Three years in the making, this album is the product of a project masterminded by Rob Reed of Magenta on which there is a whole host of guest musicians. It tells the epic tale of Connor McGregor, a fisherman who took his own life in grief following the suicide of his wife, and loss of his only child. If this sounds grim, and it does, then the album is anything but. It’s a beautiful, Celtic and symphonic blend that delivers both the darkness of the tale and the emotion of emerging peace following the tragic outcome.
With vocals from Welsh singer Steve Balsamo, who is best known for his lead role in Jesus Christ Superstar during the nineties, this concept album has a distinctly West End musical sound to it. Added to that, the Celtic air of Troy Donockley’s uilleann pipes serves as a basis for the general theme, helping to tie each track together. Other guests include Steve Hackett, Nick Beggs, Nick Barrett,Francis Dunnery, John Mitchell, and Mel Collins—an impressive lineup indeed—as well as Reed’s fellow Magenta bandmates Chris Fry and Christina Booth. Gavin Harrison of Porcupine Tree adds drums throughout, giving the album a good, consistent rhythm.
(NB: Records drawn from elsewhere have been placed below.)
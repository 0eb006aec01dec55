//! Dockerfile rendering

use super::{BuildPlan, Instruction};
use std::fmt::Write;

const SYNTAX: &str = "docker/dockerfile:1.7";

fn quote_json(s: &str) -> String {
    format!("\"{}\"", s.replace('\\', "\\\\").replace('"', "\\\""))
}

/// One instruction as a single Dockerfile line
pub fn render_instruction(instruction: &Instruction) -> String {
    match instruction {
        Instruction::Run {
            command,
            cache_mounts,
            ..
        } => {
            let mut line = String::from("RUN");
            for mount in cache_mounts {
                let _ = write!(
                    line,
                    " --mount=type=cache,target={},sharing=locked",
                    mount.display()
                );
            }
            let _ = write!(line, " {}", command);
            line
        }
        Instruction::Env { vars } => {
            let pairs: Vec<String> = vars
                .iter()
                .map(|(k, v)| format!("{}={}", k, quote_json(v)))
                .collect();
            format!("ENV {}", pairs.join(" "))
        }
        Instruction::Copy {
            from,
            src,
            dest,
            chown,
            chmod,
        } => {
            let mut line = String::from("COPY");
            if let Some(from) = from {
                let _ = write!(line, " --from={}", from);
            }
            if let Some(chown) = chown {
                let _ = write!(line, " --chown={}", chown);
            }
            if let Some(chmod) = chmod {
                let _ = write!(line, " --chmod={}", chmod);
            }
            let _ = write!(line, " {} {}", src, dest.display());
            line
        }
        Instruction::Workdir { path } => format!("WORKDIR {}", path.display()),
        Instruction::User { name } => format!("USER {}", name),
        Instruction::Expose { port } => format!("EXPOSE {}", port),
        // Docker reserves exit code 2, which the launcher uses for config errors
        Instruction::Healthcheck { policy, argv } => format!(
            "HEALTHCHECK {} CMD {} || exit 1",
            policy.docker_flags(),
            argv.join(" ")
        ),
        Instruction::Cmd { argv } => {
            let args: Vec<String> = argv.iter().map(|a| quote_json(a)).collect();
            format!("CMD [{}]", args.join(", "))
        }
    }
}

/// Full Dockerfile text for `plan`
pub fn render(plan: &BuildPlan) -> String {
    let mut out = String::new();
    let _ = writeln!(out, "# syntax={}", SYNTAX);
    let _ = writeln!(
        out,
        "# Generated by {} {}; regenerate with `{} plan`",
        crate::NAME,
        crate::VERSION,
        crate::NAME
    );

    for stage in &plan.stages {
        let _ = writeln!(out);
        let _ = writeln!(out, "FROM {} AS {}", stage.base, stage.name);
        for instruction in &stage.instructions {
            let _ = writeln!(out, "{}", render_instruction(instruction));
        }
    }

    out
}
The entire experience is wrapped in symphonic bliss provided by The London Session Orchestra, with arrangements by Dave Stewart of Egg, Hatfield and the North, and National Health fame, giving a strong orchestral sound that continues throughout. Choral backing is provided by The English Chamber Choir, who famously worked with Rick Wakeman on Journey to the Centre of the Earth, and Synergy Vocals, who have featured on works as wide apart as pop music and television advertisements. The choir makes several of the tracks reminiscent of Wakeman’s Journey, whereas Synergy Vocals bring memories of Karl Jenkins’ Adiemus, on which they also featured. It’s hard not to see the influences on this album, but that is in no way a bad thing.
The album begins with a narrator introducing the story in much the same way as progressive rock epics like War of the Worlds, or Journey to the Centre of the Earth, but the similarity ends there in that the narrative is not continued until the final track. Like those albums, however, Beneath the Waves has several themes that come in and out over the course of the album, which help cement the storyline into place. The opening track Exordium acts as an overture, introducing many of the themes that feature during the rest of the album, and sets the scene for the emotional tale that follows.
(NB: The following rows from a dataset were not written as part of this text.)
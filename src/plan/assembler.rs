//! Build-stage assembly
//!
//! Steps are ordered from least to most likely to change so that routine edits reuse as
//! many cached layers as possible: system toolchain, isolated environment, installer
//! upgrade, light tier, heavy tier, model prefetch.

use super::{
    BuildPlan, Instruction, RuntimeImage, Stage, StepKind, BUILDER_STAGE, LAUNCHER_STAGE,
};
use crate::manifest::{DependencyManifest, Tier};
use crate::profile::DeployProfile;
use anyhow::{Context, Result};
use std::path::{Path, PathBuf};
use tracing::debug;

pub(crate) const APT_CACHE_MOUNTS: &[&str] = &["/var/cache/apt", "/var/lib/apt"];
const PIP_CACHE_MOUNTS: &[&str] = &["/root/.cache/pip"];
const CARGO_CACHE_MOUNTS: &[&str] = &["/usr/local/cargo/registry", "/src/target"];

/// Where the compiled launcher is installed in both the launcher and runtime stages
pub fn launcher_binary_path() -> PathBuf {
    Path::new("/usr/local/bin").join(crate::NAME)
}

pub(crate) fn apt_install(packages: &[String]) -> String {
    format!(
        "apt-get update && apt-get install -y --no-install-recommends {}",
        packages.join(" ")
    )
}

pub struct Assembler<'a> {
    profile: &'a DeployProfile,
    manifest: &'a DependencyManifest,
}

impl<'a> Assembler<'a> {
    pub fn new(profile: &'a DeployProfile, manifest: &'a DependencyManifest) -> Self {
        Self { profile, manifest }
    }

    /// Compiles the launcher with cargo's registry and target dirs on cache mounts
    pub fn launcher_stage(&self) -> Stage {
        let mut stage = Stage::new(LAUNCHER_STAGE, &self.profile.build.launcher_image);
        stage
            .push(Instruction::Workdir {
                path: PathBuf::from("/src"),
            })
            .push(Instruction::Copy {
                from: None,
                src: self.profile.build.launcher_source.clone(),
                dest: PathBuf::from("/src"),
                chown: None,
                chmod: None,
            })
            .push(Instruction::run_cached(
                StepKind::CompileLauncher,
                format!(
                    "cargo build --release --locked && install -m 0755 target/release/{} {}",
                    crate::NAME,
                    launcher_binary_path().display()
                ),
                CARGO_CACHE_MOUNTS,
            ));
        stage
    }

    pub fn builder_stage(&self) -> Stage {
        let build = &self.profile.build;
        let venv = build.venv.display().to_string();
        let mut stage = Stage::new(BUILDER_STAGE, &build.builder_image);

        if !build.toolchain_packages.is_empty() {
            stage.push(Instruction::run_cached(
                StepKind::Toolchain,
                apt_install(&build.toolchain_packages),
                APT_CACHE_MOUNTS,
            ));
        }

        stage
            .push(Instruction::run(
                StepKind::CreateEnvironment,
                format!("python -m venv {}", venv),
            ))
            .push(Instruction::env([
                ("VIRTUAL_ENV", venv.clone()),
                ("PATH", format!("{}/bin:$PATH", venv)),
                ("PIP_DISABLE_PIP_VERSION_CHECK", "1".to_string()),
            ]))
            .push(Instruction::run_cached(
                StepKind::UpgradeInstaller,
                format!("pip install --upgrade {}", build.installer_packages.join(" ")),
                PIP_CACHE_MOUNTS,
            ));

        for (tier, requirements) in self.manifest.install_order() {
            let args: Vec<String> = requirements.iter().map(|r| r.install_arg()).collect();
            debug!(%tier, count = args.len(), "Adding install step");
            stage.push(Instruction::run_cached(
                StepKind::InstallTier(tier),
                format!("pip install {}", args.join(" ")),
                PIP_CACHE_MOUNTS,
            ));
        }

        let build_cache = self.profile.model.build_cache.display().to_string();
        stage
            .push(Instruction::env([
                ("HF_HOME", build_cache.clone()),
                ("SENTENCE_TRANSFORMERS_HOME", format!("{}/hub", build_cache)),
            ]))
            .push(Instruction::run(
                StepKind::PrefetchModel,
                self.profile.model_spec().python_prefetch_command(),
            ));

        stage
    }

    /// Assembles and validates the full plan
    pub fn assemble(&self) -> Result<BuildPlan> {
        self.profile
            .validate()
            .context("Deployment profile is invalid")?;
        let default_port = self.profile.default_port()?;

        if self.manifest.tier(Tier::Heavy).is_empty() {
            debug!("Manifest has no heavy tier; all dependencies share one layer");
        }

        let plan = BuildPlan::new(vec![
            self.launcher_stage(),
            self.builder_stage(),
            RuntimeImage::new(self.profile, default_port).stage(),
        ]);
        plan.validate().context("Assembled build plan is inconsistent")?;

        debug!(
            stages = plan.stages.len(),
            instructions = plan.instruction_count(),
            "Assembled build plan"
        );
        Ok(plan)
    }
}

#[cfg(test)]
mod tests {
    use super::*;

    fn manifest(profile: &DeployProfile) -> DependencyManifest {
        DependencyManifest::parse(
            "fastapi==0.115.0\nweaviate-client>=4.7\n",
            &profile.build.heavy_packages,
        )
        .unwrap()
    }

    #[test]
    fn test_builder_step_order() {
        let profile = DeployProfile::default();
        let manifest = manifest(&profile);
        let stage = Assembler::new(&profile, &manifest).builder_stage();

        let steps: Vec<StepKind> = stage.instructions.iter().filter_map(|i| i.step()).collect();
        assert_eq!(
            steps,
            vec![
                StepKind::Toolchain,
                StepKind::CreateEnvironment,
                StepKind::UpgradeInstaller,
                StepKind::InstallTier(Tier::Light),
                StepKind::InstallTier(Tier::Heavy),
                StepKind::PrefetchModel,
            ]
        );
    }

    #[test]
    fn test_prefetch_uses_build_cache() {
        let profile = DeployProfile::default();
        let manifest = manifest(&profile);
        let stage = Assembler::new(&profile, &manifest).builder_stage();
        assert_eq!(stage.env_value("HF_HOME"), Some("/opt/hf-cache"));

        let prefetch = &stage.instructions[stage.position(StepKind::PrefetchModel).unwrap()];
        match prefetch {
            Instruction::Run { command, .. } => {
                assert!(command.contains("sentence-transformers/all-MiniLM-L6-v2"))
            }
            other => panic!("Expected RUN, got {:?}", other),
        }
    }

    #[test]
    fn test_tier_install_commands() {
        let profile = DeployProfile::default();
        let manifest = manifest(&profile);
        let stage = Assembler::new(&profile, &manifest).builder_stage();

        let heavy = &stage.instructions[stage.position(StepKind::InstallTier(Tier::Heavy)).unwrap()];
        match heavy {
            Instruction::Run {
                command,
                cache_mounts,
                ..
            } => {
                assert_eq!(command, "pip install 'weaviate-client>=4.7'");
                assert_eq!(cache_mounts, &vec![PathBuf::from("/root/.cache/pip")]);
            }
            other => panic!("Expected RUN, got {:?}", other),
        }
    }

    #[test]
    fn test_light_only_manifest() {
        let profile = DeployProfile::default();
        let manifest =
            DependencyManifest::parse("fastapi\nuvicorn\n", &profile.build.heavy_packages)
                .unwrap();
        let plan = Assembler::new(&profile, &manifest).assemble().unwrap();
        let builder = plan.stage(BUILDER_STAGE).unwrap();
        assert!(builder.position(StepKind::InstallTier(Tier::Heavy)).is_none());
    }

    #[test]
    fn test_no_toolchain_packages_skips_step() {
        let mut profile = DeployProfile::default();
        profile.build.toolchain_packages.clear();
        let manifest = manifest(&profile);
        let stage = Assembler::new(&profile, &manifest).builder_stage();
        assert!(stage.position(StepKind::Toolchain).is_none());
    }

    #[test]
    fn test_launcher_stage() {
        let profile = DeployProfile::default();
        let manifest = manifest(&profile);
        let stage = Assembler::new(&profile, &manifest).launcher_stage();
        assert_eq!(stage.base, "rust:1.83-slim");
        assert!(stage.position(StepKind::CompileLauncher).is_some());
    }

    #[test]
    fn test_invalid_profile_rejected() {
        let mut profile = DeployProfile::default();
        profile.service.workers = 4;
        let manifest = manifest(&profile);
        assert!(Assembler::new(&profile, &manifest).assemble().is_err());
    }
}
With 12 tracks in total, and coming in at 67 minutes, Beneath the Waves has a good mix of tracks of varying lengths, with seven coming in at more than five minutes, but the real star of the album is The Storm, which is a good 11 minutes in length. This track really lives up to its name, conjuring up the imagery of a ship in mortal peril upon the ocean, with surging waves and strong winds wreaking havoc upon the men aboard.
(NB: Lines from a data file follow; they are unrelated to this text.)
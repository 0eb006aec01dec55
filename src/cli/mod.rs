pub mod commands;
pub mod handlers;
pub mod output;

pub use commands::{CliArgs, Commands};
pub use output::{OutputFormat, OutputFormatter};

/// Exit code for a failed operation
pub const EXIT_FAILURE: i32 = 1;

/// Exit code for invalid configuration
pub const EXIT_CONFIG: i32 = 2;
//! Runtime configuration for the launcher
//!
//! `BootConfig` is built once at process start from the deployment profile and the process
//! environment, validated, and then treated as immutable. The listening port is resolved
//! here and nowhere else: the bind address and the health-check target both derive from
//! the same [`PortBinding`].
//!
//! # Environment Variables
//!
//! - `PORT`: Listening port (1-65535) - default: the profile's default port
//! - `BOOT_DEFAULT_PORT`: Default port baked into the image at build time; when present it
//!   must equal the profile's default port
//! - `HF_HOME`: Model-hub cache root - default: the profile's `model.hf_home`
//!
//! # Example
//!
//! ```no_run
//! use findmyrepo_boot::{BootConfig, DeployProfile};
//!
//! # fn example() -> Result<(), Box<dyn std::error::Error>> {
//! let profile = DeployProfile::from_env()?;
//! let config = BootConfig::from_env(&profile)?;
//! println!("binding {}", config.bind_address());
//! # Ok(())
//! # }
//! ```

use crate::health::HealthCheckPolicy;
use crate::identity::ExecutionIdentity;
use crate::model::{CachePolicy, ModelSpec};
use crate::profile::{DeployProfile, ProfileError};
use serde::Serialize;
use std::collections::BTreeMap;
use std::env;
use std::fmt;
use std::path::PathBuf;
use thiserror::Error;

pub const PORT_VAR: &str = "PORT";
pub const BAKED_DEFAULT_PORT_VAR: &str = "BOOT_DEFAULT_PORT";
pub const HF_HOME_VAR: &str = "HF_HOME";

/// Configuration errors
#[derive(Debug, Error)]
pub enum ConfigError {
    /// PORT is set but is not a usable port number
    #[error("Invalid PORT value '{value}': {reason}")]
    InvalidPort { value: String, reason: String },

    /// The image's baked default port disagrees with the profile
    #[error(
        "Default port mismatch: image declares {baked} but profile resolves {profile}; \
         rebuild the image or fix the profile"
    )]
    DefaultPortMismatch { baked: u16, profile: u16 },

    #[error(transparent)]
    Profile(#[from] ProfileError),

    /// Failed to parse configuration value
    #[error("Failed to parse {field}: {error}")]
    ParseError { field: String, error: String },
}

/// Where the resolved port came from
#[derive(Debug, Clone, Copy, PartialEq, Eq, Serialize)]
#[serde(rename_all = "snake_case")]
pub enum PortSource {
    Environment,
    Default,
}

/// The port the server binds, fixed for the process lifetime
#[derive(Debug, Clone, Copy, PartialEq, Eq, Serialize)]
pub struct PortBinding {
    pub port: u16,
    pub source: PortSource,
}

/// Resolves the listening port from the raw `PORT` value
///
/// Unset or blank values fall back to `default`. Anything else must be an integer in
/// 1..=65535.
pub fn resolve_port(raw: Option<&str>, default: u16) -> Result<PortBinding, ConfigError> {
    let value = match raw.map(str::trim) {
        None | Some("") => {
            return Ok(PortBinding {
                port: default,
                source: PortSource::Default,
            })
        }
        Some(v) => v,
    };

    // Digits only: `u32::from_str` would also take a leading '+'
    let parsed: u32 = value
        .bytes()
        .all(|b| b.is_ascii_digit())
        .then(|| value.parse().ok())
        .flatten()
        .ok_or_else(|| ConfigError::InvalidPort {
            value: value.to_string(),
            reason: "not a positive integer".to_string(),
        })?;

    if parsed == 0 || parsed > u16::MAX as u32 {
        return Err(ConfigError::InvalidPort {
            value: value.to_string(),
            reason: "must be between 1 and 65535".to_string(),
        });
    }

    Ok(PortBinding {
        port: parsed as u16,
        source: PortSource::Environment,
    })
}

/// Validated launcher configuration
#[derive(Debug, Clone)]
pub struct BootConfig {
    pub service_name: String,
    pub server: String,
    pub app: String,
    pub host: String,
    pub workers: u32,
    pub port: PortBinding,
    pub default_port: u16,
    pub health: HealthCheckPolicy,
    pub model: ModelSpec,
    pub cache_policy: CachePolicy,
    pub hf_home: PathBuf,
    pub app_dir: PathBuf,
    pub identity: ExecutionIdentity,
    pub enforce_identity: bool,
    pub required_env: Vec<String>,
    missing_env: Vec<String>,
}

impl BootConfig {
    /// Builds the configuration from the process environment
    pub fn from_env(profile: &DeployProfile) -> Result<Self, ConfigError> {
        Self::from_source(profile, |key| env::var(key).ok())
    }

    /// Builds the configuration from an arbitrary variable lookup
    ///
    /// # Errors
    ///
    /// Fails on an invalid profile, a malformed `PORT`, or a baked default port that
    /// disagrees with the profile.
    pub fn from_source<F>(profile: &DeployProfile, lookup: F) -> Result<Self, ConfigError>
    where
        F: Fn(&str) -> Option<String>,
    {
        profile.validate()?;
        let default_port = profile.default_port()?;

        if let Some(baked) = lookup(BAKED_DEFAULT_PORT_VAR).filter(|v| !v.trim().is_empty()) {
            let baked: u16 = baked.trim().parse().map_err(|e| ConfigError::ParseError {
                field: BAKED_DEFAULT_PORT_VAR.to_string(),
                error: format!("{}", e),
            })?;
            if baked != default_port {
                return Err(ConfigError::DefaultPortMismatch {
                    baked,
                    profile: default_port,
                });
            }
        }

        let port = resolve_port(lookup(PORT_VAR).as_deref(), default_port)?;

        let hf_home = lookup(HF_HOME_VAR)
            .filter(|v| !v.trim().is_empty())
            .map(PathBuf::from)
            .unwrap_or_else(|| profile.model.hf_home.clone());

        let missing_env = profile
            .service
            .required_env
            .iter()
            .filter(|key| lookup(key.as_str()).map_or(true, |v| v.trim().is_empty()))
            .cloned()
            .collect();

        Ok(Self {
            service_name: profile.service.name.clone(),
            server: profile.service.server.clone(),
            app: profile.service.app.clone(),
            host: profile.service.host.clone(),
            workers: profile.service.workers,
            port,
            default_port,
            health: profile.health_policy(),
            model: profile.model_spec(),
            cache_policy: profile.model.cache_policy,
            hf_home,
            app_dir: profile.service.app_dir.clone(),
            identity: profile.execution_identity(),
            enforce_identity: profile.identity.enforce,
            required_env: profile.service.required_env.clone(),
            missing_env,
        })
    }

    pub fn bind_address(&self) -> String {
        format!("{}:{}", self.host, self.port.port)
    }

    /// Health endpoint on the resolved port, as the platform probes it from inside the container
    pub fn health_url(&self) -> String {
        format!("http://127.0.0.1:{}{}", self.port.port, self.health.path)
    }

    /// Model-hub cache directory (`$HF_HOME/hub`)
    pub fn hub_cache_dir(&self) -> PathBuf {
        self.hf_home.join("hub")
    }

    /// Required variables that were unset or blank at startup
    pub fn missing_required_env(&self) -> &[String] {
        &self.missing_env
    }

    pub fn to_display_map(&self) -> BTreeMap<String, String> {
        let mut map = BTreeMap::new();

        map.insert("service".to_string(), self.service_name.clone());
        map.insert("server".to_string(), self.server.clone());
        map.insert("app".to_string(), self.app.clone());
        map.insert("bind_address".to_string(), self.bind_address());
        map.insert(
            "port_source".to_string(),
            format!("{:?}", self.port.source).to_lowercase(),
        );
        map.insert("default_port".to_string(), self.default_port.to_string());
        map.insert("workers".to_string(), self.workers.to_string());
        map.insert("health_url".to_string(), self.health_url());
        map.insert("model".to_string(), self.model.id.clone());
        map.insert("cache_policy".to_string(), self.cache_policy.to_string());
        map.insert("hf_home".to_string(), self.hf_home.display().to_string());
        map.insert("identity".to_string(), self.identity.to_string());
        if !self.missing_env.is_empty() {
            map.insert("missing_env".to_string(), self.missing_env.join(","));
        }

        map
    }
}

impl fmt::Display for BootConfig {
    fn fmt(&self, f: &mut fmt::Formatter<'_>) -> fmt::Result {
        writeln!(f, "Launcher Configuration:")?;
        writeln!(f, "  Service: {}", self.service_name)?;
        writeln!(f, "  Server: {} {}", self.server, self.app)?;
        writeln!(
            f,
            "  Bind: {} ({})",
            self.bind_address(),
            match self.port.source {
                PortSource::Environment => "from PORT",
                PortSource::Default => "default",
            }
        )?;
        writeln!(f, "  Workers: {}", self.workers)?;
        writeln!(f, "  Health: {}", self.health_url())?;
        writeln!(f, "  Model: {} ({})", self.model.id, self.cache_policy)?;
        writeln!(f, "  Cache: {}", self.hf_home.display())?;
        writeln!(f, "  Identity: {}", self.identity)?;
        if !self.missing_env.is_empty() {
            writeln!(f, "  Missing: {}", self.missing_env.join(", "))?;
        }
        Ok(())
    }
}

#[cfg(test)]
mod tests {
    use super::*;
    use crate::profile::DeployTarget;
    use std::collections::HashMap;

    fn lookup_from(pairs: &[(&str, &str)]) -> impl Fn(&str) -> Option<String> {
        let vars: HashMap<String, String> = pairs
            .iter()
            .map(|(k, v)| (k.to_string(), v.to_string()))
            .collect();
        move |key| vars.get(key).cloned()
    }

    #[test]
    fn test_resolve_port_unset_uses_default() {
        let binding = resolve_port(None, 10000).unwrap();
        assert_eq!(binding.port, 10000);
        assert_eq!(binding.source, PortSource::Default);
    }

    #[test]
    fn test_resolve_port_empty_uses_default() {
        assert_eq!(resolve_port(Some(""), 8080).unwrap().port, 8080);
        assert_eq!(resolve_port(Some("   "), 8080).unwrap().port, 8080);
    }

    #[test]
    fn test_resolve_port_from_env() {
        let binding = resolve_port(Some("3000"), 10000).unwrap();
        assert_eq!(binding.port, 3000);
        assert_eq!(binding.source, PortSource::Environment);
    }

    #[test]
    fn test_resolve_port_rejects_garbage() {
        for raw in ["abc", "-1", "0", "65536", "80.5", "3000abc", "+3000", "99999999999"] {
            let result = resolve_port(Some(raw), 10000);
            assert!(
                matches!(result, Err(ConfigError::InvalidPort { .. })),
                "expected {} to be rejected",
                raw
            );
        }
    }

    #[test]
    fn test_resolve_port_bounds() {
        assert_eq!(resolve_port(Some("1"), 10000).unwrap().port, 1);
        assert_eq!(resolve_port(Some("65535"), 10000).unwrap().port, 65535);
    }

    #[test]
    fn test_port_drives_bind_and_health() {
        let profile = DeployProfile::default();
        let config = BootConfig::from_source(&profile, lookup_from(&[("PORT", "3000")])).unwrap();

        assert_eq!(config.bind_address(), "0.0.0.0:3000");
        assert_eq!(config.health_url(), "http://127.0.0.1:3000/health");
    }

    #[test]
    fn test_cloud_run_unset_port_binds_8080() {
        let mut profile = DeployProfile::default();
        profile.deploy.target = DeployTarget::CloudRun;

        let config = BootConfig::from_source(&profile, lookup_from(&[])).unwrap();
        assert_eq!(config.port.port, 8080);
        assert_eq!(config.port.source, PortSource::Default);
    }

    #[test]
    fn test_baked_default_must_match_profile() {
        let profile = DeployProfile::default();
        let result =
            BootConfig::from_source(&profile, lookup_from(&[("BOOT_DEFAULT_PORT", "8080")]));

        match result {
            Err(ConfigError::DefaultPortMismatch { baked, profile }) => {
                assert_eq!(baked, 8080);
                assert_eq!(profile, 10000);
            }
            other => panic!("Expected DefaultPortMismatch, got {:?}", other),
        }
    }

    #[test]
    fn test_baked_default_matching_is_accepted() {
        let profile = DeployProfile::default();
        let config =
            BootConfig::from_source(&profile, lookup_from(&[("BOOT_DEFAULT_PORT", "10000")]))
                .unwrap();
        assert_eq!(config.port.port, 10000);
    }

    #[test]
    fn test_missing_required_env() {
        let profile = DeployProfile::default();
        let config =
            BootConfig::from_source(&profile, lookup_from(&[("GEMINI_API_KEY", "k")])).unwrap();
        assert_eq!(config.missing_required_env(), &["WEAVIATE_API_KEY".to_string()]);
    }

    #[test]
    fn test_hf_home_env_overrides_profile() {
        let profile = DeployProfile::default();
        let config =
            BootConfig::from_source(&profile, lookup_from(&[("HF_HOME", "/data/hf")])).unwrap();
        assert_eq!(config.hub_cache_dir(), PathBuf::from("/data/hf/hub"));
    }

    #[test]
    fn test_config_display() {
        let profile = DeployProfile::default();
        let config = BootConfig::from_source(&profile, lookup_from(&[])).unwrap();
        let display = format!("{}", config);
        assert!(display.contains("Launcher Configuration:"));
        assert!(display.contains("0.0.0.0:10000"));
    }
}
From rock, to the operatic, the shortest track is Il Tempo E Giunto, which features the tenor vocals of Welsh singer Rhys Meirion, and in the context of the greater album, acts as a solemn and emotional quiet between the protagonist being the only survivor aboard the storm-struck fishing vessel, and his decision of take his own life.
The Celtic imagery provided by the uilleann pipes and tin whistles, is in places predictable and cliché, but it’s hard to imagine the tracks without those elements as without them the album just wouldn’t put your mind in the right place, and the themes represented by them just wouldn’t sound the same played on any other instruments.
My only other criticism is that neither Steve Hackett nor Nick Beggs appear enough on this album, with both of them only playing on one track each. Where they do play, both are great—Hackett on acoustic guitar makes Lilly the beautiful track that it is, and Beggs on Chapman Stick gives a real edge to the title track.
The album itself comes in a few different editions: a standard CD, MP3 download, and a limited edition CD/DVD set. The DVD in the latter contains music videos for several of the tracks, and a “making of” video from the recording sessions, but the star of the disc is the 5.1 mix of the album. The regular version on the CD is great, but to really do the music justice you just have to listen to the 5.1 mix through a home theatre system—it really is fantastic and brings the album to life. The music surrounds you, consuming you, and really pulls you into the story. If you can get hold of the CD/DVD set, it’s well worth the price.
Overall, this is a great album, and Rob Reed should feel really proud of what he’s managed to achieve putting the band together and writing this evocative piece. If you haven’t already got it, then you really should.